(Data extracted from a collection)
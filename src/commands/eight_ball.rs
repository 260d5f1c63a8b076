use anyhow::Context;
use evlog::meta;
use once_cell::sync::Lazy;
use reqwest::Url;
use serde::Deserialize;

use crate::helpers::command_def::{OptionKind, OptionSpec};
use crate::helpers::command_resp::{CommandInteraction, EmbedReply, Reply};
use crate::runtime::get_logger;

pub const EIGHT_BALL: &str = "8ball";

pub const OPTIONS: &[OptionSpec] = &[
    OptionSpec {
        name: "query",
        description: "Your question for the Magic 8-ball",
        kind: OptionKind::String,
        required: true,
    },
];

const ORACLE_URL: &str = "https://8ball.delegator.com/magic/JSON/";
const EMBED_COLOR: u32 = 0xcf5ad9;
const MAX_FOOTER: usize = 2048;

static HTTP: Lazy<reqwest::Client> = Lazy::new(reqwest::Client::new);

#[derive(Debug, Deserialize)]
struct OracleResponse {
    magic: Magic,
}

#[derive(Debug, Deserialize)]
struct Magic {
    answer: String,
    #[serde(rename = "type")]
    kind: String,
}

pub async fn eight_ball(interaction: &dyn CommandInteraction) -> anyhow::Result<()> {
    interaction.defer_reply().await?;

    let query = interaction.string_option("query").unwrap_or_default();

    let magic = ask_oracle(&query).await?;

    get_logger().info("Received query.", meta! {
        "Query" => query,
    });

    interaction.edit_reply(Reply::Embed(fortune_embed(&query, &magic))).await
}

async fn ask_oracle(query: &str) -> anyhow::Result<Magic> {
    let mut url = Url::parse(ORACLE_URL)?;
    url.path_segments_mut()
        .map_err(|_| anyhow::Error::msg("oracle URL cannot be a base"))?
        .pop_if_empty()
        .push(query);

    let response: OracleResponse = HTTP.get(url)
        .send().await
        .context("failed to reach the 8-ball oracle")?
        .error_for_status()?
        .json().await
        .context("8-ball oracle returned an unexpected body")?;

    Ok(response.magic)
}

fn emoji_for(kind: &str) -> Option<&'static str> {
    match kind {
        "Affirmative" => Some("😁"),
        "Contrary" => Some("😬"),
        "Neutral" => Some("🤔"),
        _ => None,
    }
}

fn fortune_embed(query: &str, magic: &Magic) -> EmbedReply {
    let description = match emoji_for(&magic.kind) {
        Some(emoji) => format!("{}. {}", magic.answer, emoji),
        None => {
            get_logger().error("Received an unrecognised response type.", meta! {
                "Type" => magic.kind.clone(),
            });
            format!("{}.", magic.answer)
        }
    };

    EmbedReply {
        color: EMBED_COLOR,
        title: "🔮 The Magic 8-ball says...".to_owned(),
        description,
        footer: Some(query.chars().take(MAX_FOOTER).collect()),
    }
}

■ HOW TO COMPLETE THIS TASK: Above are the entries. Quote exactly the lines from the one bearing "pub async fn" through the one bearing "let mut url = Url::parse(ORACLE_URL)?;".

■ RESPONSE AREA:
pub async fn eight_ball(interaction: &dyn CommandInteraction) -> anyhow::Result<()> {
    interaction.defer_reply().await?;

    let query = interaction.string_option("query").unwrap_or_default();

    let magic = ask_oracle(&query).await?;

    get_logger().info("Received query.", meta! {
        "Query" => query,
    });

    interaction.edit_reply(Reply::Embed(fortune_embed(&query, &magic))).await
}

async fn ask_oracle(query: &str) -> anyhow::Result<Magic> {
    let mut url = Url::parse(ORACLE_URL)?;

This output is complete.